Please...Can't Bremer be our dictator for just five minutes?

This is really good news for Iraq:

The flat tax, long a dream of economic conservatives, is finally getting its day -- not in the United States, but in Iraq.

It took L. Paul Bremer, the U.S. administrator in Baghdad, no more than a stroke of the pen Sept. 15 to accomplish what eluded the likes of publisher Steve Forbes, Reps. Jack Kemp (R-N.Y.) and Richard K. Armey (R-Tex.), and Sen. Phil Gramm (R-Tex.) over the course of a decade and two presidential campaigns.

"The highest individual and corporate income tax rates for 2004 and subsequent years shall not exceed 15 percent," Bremer wrote in Coalition Provisional Authority Order Number 37, "Tax Strategy for 2003," issued last month.

Voil´┐Ż! Iraq has a flat tax, and the 15 percent rate is even lower than Forbes (17 percent) and Gramm (16 percent) favored for the United States. And, unless a future Iraqi government rescinds it, the flat tax will remain long after the Americans have left.....

....Proponents of the flat tax have long favored this kind of tax system for Iraq.
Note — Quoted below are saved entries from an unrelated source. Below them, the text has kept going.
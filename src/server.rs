use std::{
    net::SocketAddr,
    path::{Path, PathBuf},
};

use arrow::ipc::writer::IpcWriteOptions;
use arrow_flight::{
    encode::FlightDataEncoderBuilder,
    error::FlightError,
    flight_service_server::{FlightService, FlightServiceServer},
    Action, ActionType, Criteria, Empty, FlightData, FlightDescriptor, FlightEndpoint,
    FlightInfo, HandshakeRequest, HandshakeResponse, PollInfo, PutResult, SchemaAsIpc,
    SchemaResult, Ticket,
};
use futures::{stream::BoxStream, StreamExt, TryStreamExt};
use parquet::arrow::ParquetRecordBatchStreamBuilder;
use tokio::{net::TcpListener, task};
use tokio_stream::wrappers::TcpListenerStream;
use tonic::{transport::Server, Request, Response, Status, Streaming};
use tracing::{debug, error, info};

use crate::{
    common::{DEFAULT_BATCH_SIZE, DEFAULT_BIND_HOST, DEFAULT_DATA_FILE, DEFAULT_FLIGHT_PORT},
    error::{DatasetError, ServerError},
};

/// The path of the single dataset descriptor.
pub const DATASET_PATH: &str = "data";
/// The ticket issued for the single dataset.
pub const DATASET_TICKET: &str = "data";

/// Options of the Flight server.
#[derive(Debug, Clone)]
pub struct ServerOptions {
    /// The Parquet file backing the dataset.
    pub file: PathBuf,
    pub host: String,
    pub port: u16,
    /// Rows per streamed record batch.
    pub batch_size: usize,
}

impl Default for ServerOptions {
    fn default() -> Self {
        Self {
            file: PathBuf::from(DEFAULT_DATA_FILE),
            host: DEFAULT_BIND_HOST.to_string(),
            port: DEFAULT_FLIGHT_PORT,
            batch_size: DEFAULT_BATCH_SIZE,
        }
    }
}

impl ServerOptions {
    pub fn location(&self) -> String {
        format!("grpc+tcp://{}:{}", self.host, self.port)
    }
}

/// Flight service exposing one Parquet file as one dataset.
///
/// The file is reopened on every request and streamed lazily, so at most one
/// record batch per stream is held in memory.
#[derive(Debug, Clone)]
pub struct DatasetFlightService {
    file: PathBuf,
    location: String,
    batch_size: usize,
}

impl DatasetFlightService {
    /// Fails with [`DatasetError::NotFound`] when the backing file is missing.
    pub fn try_new(
        file: impl Into<PathBuf>,
        location: impl Into<String>,
        batch_size: usize,
    ) -> Result<Self, DatasetError> {
        let file = file.into();
        if !file.exists() {
            return Err(DatasetError::NotFound(file));
        }
        info!("Configured to serve: {}", file.display());
        Ok(Self {
            file,
            location: location.into(),
            batch_size: batch_size.max(1),
        })
    }

    pub fn file(&self) -> &Path {
        &self.file
    }

    async fn open(&self) -> Result<ParquetRecordBatchStreamBuilder<tokio::fs::File>, Status> {
        let file = tokio::fs::File::open(&self.file).await.map_err(|err| {
            error!("Failed to open {}: {:?}", self.file.display(), err);
            Status::internal(format!("failed to open dataset: {err}"))
        })?;
        ParquetRecordBatchStreamBuilder::new(file)
            .await
            .map_err(|err| {
                error!("Failed to read Parquet metadata: {:?}", err);
                Status::internal(format!("failed to read dataset: {err}"))
            })
    }

    async fn flight_info(&self, descriptor: FlightDescriptor) -> Result<FlightInfo, Status> {
        let builder = self.open().await?;
        let rows = builder.metadata().file_metadata().num_rows();
        let endpoint = FlightEndpoint::new()
            .with_ticket(Ticket::new(DATASET_TICKET))
            .with_location(self.location.clone());
        let info = FlightInfo::new()
            .try_with_schema(builder.schema())
            .map_err(|err| Status::internal(format!("failed to encode schema: {err}")))?
            .with_endpoint(endpoint)
            .with_descriptor(descriptor)
            .with_total_records(rows)
            .with_total_bytes(-1);
        Ok(info)
    }
}

fn check_descriptor(descriptor: &FlightDescriptor) -> Result<(), Status> {
    if descriptor.path.len() == 1 && descriptor.path[0] == DATASET_PATH {
        Ok(())
    } else {
        Err(Status::not_found(format!(
            "unknown dataset: {:?}",
            descriptor.path
        )))
    }
}

#[tonic::async_trait]
impl FlightService for DatasetFlightService {
    type HandshakeStream = BoxStream<'static, Result<HandshakeResponse, Status>>;
    type ListFlightsStream = BoxStream<'static, Result<FlightInfo, Status>>;
    type DoGetStream = BoxStream<'static, Result<FlightData, Status>>;
    type DoPutStream = BoxStream<'static, Result<PutResult, Status>>;
    type DoActionStream = BoxStream<'static, Result<arrow_flight::Result, Status>>;
    type ListActionsStream = BoxStream<'static, Result<ActionType, Status>>;
    type DoExchangeStream = BoxStream<'static, Result<FlightData, Status>>;

    async fn handshake(
        &self,
        _request: Request<Streaming<HandshakeRequest>>,
    ) -> Result<Response<Self::HandshakeStream>, Status> {
        Err(Status::unimplemented("handshake"))
    }

    async fn list_flights(
        &self,
        _request: Request<Criteria>,
    ) -> Result<Response<Self::ListFlightsStream>, Status> {
        let descriptor = FlightDescriptor::new_path(vec![DATASET_PATH.to_string()]);
        let info = self.flight_info(descriptor).await?;
        Ok(Response::new(futures::stream::iter([Ok(info)]).boxed()))
    }

    async fn get_flight_info(
        &self,
        request: Request<FlightDescriptor>,
    ) -> Result<Response<FlightInfo>, Status> {
        let descriptor = request.into_inner();
        debug!("get_flight_info: {:?}", descriptor.path);
        check_descriptor(&descriptor)?;
        Ok(Response::new(self.flight_info(descriptor).await?))
    }

    async fn poll_flight_info(
        &self,
        _request: Request<FlightDescriptor>,
    ) -> Result<Response<PollInfo>, Status> {
        Err(Status::unimplemented("poll_flight_info"))
    }

    async fn get_schema(
        &self,
        request: Request<FlightDescriptor>,
    ) -> Result<Response<SchemaResult>, Status> {
        check_descriptor(request.get_ref())?;
        let builder = self.open().await?;
        let options = IpcWriteOptions::default();
        let result: SchemaResult = SchemaAsIpc::new(builder.schema(), &options)
            .try_into()
            .map_err(|err| Status::internal(format!("failed to encode schema: {err}")))?;
        Ok(Response::new(result))
    }

    async fn do_get(
        &self,
        request: Request<Ticket>,
    ) -> Result<Response<Self::DoGetStream>, Status> {
        let ticket = request.into_inner();
        if ticket.ticket.as_ref() != DATASET_TICKET.as_bytes() {
            return Err(Status::not_found("unknown ticket"));
        }
        debug!("do_get: streaming {}", self.file.display());

        let builder = self.open().await?.with_batch_size(self.batch_size);
        let schema = builder.schema().clone();
        let batches = builder
            .build()
            .map_err(|err| Status::internal(format!("failed to read dataset: {err}")))?
            .map_err(|err| FlightError::ExternalError(Box::new(err)));

        let stream = FlightDataEncoderBuilder::new()
            .with_schema(schema)
            .build(batches)
            .map_err(Status::from);
        Ok(Response::new(stream.boxed()))
    }

    async fn do_put(
        &self,
        _request: Request<Streaming<FlightData>>,
    ) -> Result<Response<Self::DoPutStream>, Status> {
        Err(Status::unimplemented("do_put"))
    }

    async fn do_action(
        &self,
        _request: Request<Action>,
    ) -> Result<Response<Self::DoActionStream>, Status> {
        Err(Status::unimplemented("do_action"))
    }

    async fn list_actions(
        &self,
        _request: Request<Empty>,
    ) -> Result<Response<Self::ListActionsStream>, Status> {
        Err(Status::unimplemented("list_actions"))
    }

    async fn do_exchange(
        &self,
        _request: Request<Streaming<FlightData>>,
    ) -> Result<Response<Self::DoExchangeStream>, Status> {
        Err(Status::unimplemented("do_exchange"))
    }
}

/// Serve the dataset on `addr` until the process exits.
pub async fn serve(service: DatasetFlightService, addr: SocketAddr) -> Result<(), ServerError> {
    info!("Starting Arrow Flight server on {}", addr);
    Server::builder()
        .add_service(FlightServiceServer::new(service))
        .serve(addr)
        .await?;
    Ok(())
}

/// A Flight server running in a background task.
pub struct FlightServer {
    service: DatasetFlightService,
    /// Main worker for the server
    main_worker: Option<task::JoinHandle<()>>,
    local_addr: Option<SocketAddr>,
}

impl FlightServer {
    pub fn new(service: DatasetFlightService) -> Self {
        Self {
            service,
            main_worker: None,
            local_addr: None,
        }
    }

    /// Bind `addr` and start serving in the background.
    ///
    /// Returns the bound address, useful when `addr` has port 0.
    pub async fn listen(&mut self, addr: &str) -> Result<SocketAddr, ServerError> {
        let listener = TcpListener::bind(addr).await?;
        let local_addr = listener.local_addr()?;
        info!("listening on {:?}", local_addr);

        let service = self.service.clone();
        let handle = task::spawn(async move {
            let result = Server::builder()
                .add_service(FlightServiceServer::new(service))
                .serve_with_incoming(TcpListenerStream::new(listener))
                .await;
            if let Err(err) = result {
                error!("Flight server stopped: {:?}", err);
            }
        });

        self.main_worker = Some(handle);
        self.local_addr = Some(local_addr);
        Ok(local_addr)
    }

    pub fn local_addr(&self) -> Option<SocketAddr> {
        self.local_addr
    }

    /// Stop the server.
    pub async fn stop(&mut self) {
        if let Some(handle) = self.main_worker.take() {
            handle.abort();
            let _ = handle.await;
        }
    }
}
Without much of a framework to start with, Iraq "need not worry about all the political and transition problems that have made adoption of fundamental tax reform here so difficult," Bruce Bartlett, an economist in the Reagan and first Bush administrations, wrote this spring. "It is gratifying, therefore, that leaders of the new Iraq are said to be looking at a flat rate tax system for their country."

Bartlett, once an aide to Kemp and now with the National Center for Policy Analysis, said the model for Iraq should be Russia, which in 2001 set a 13 percent flat tax on individual income. The Bush administration, still disturbed by much higher tax rates here, has said it admires Russia's flat tax. Russia "understands the importance of getting the tax structure right in your economy," Commerce Secretary Donald L. Evans told the conservative Heritage Foundation last year.

President Bush, in Russia last year to see President Vladimir Putin, said: "The good news is that the flat tax in Russia is a good, fair tax -- much more fair, by the way, than many Western countries, I might add.".... (Via Rand Simberg)

The Russian flat tax has been a huge success. The low rate has actually resulted in increased tax revenues. And the low rate combined with the fairness and simplicity of the system have stimulated economic growth.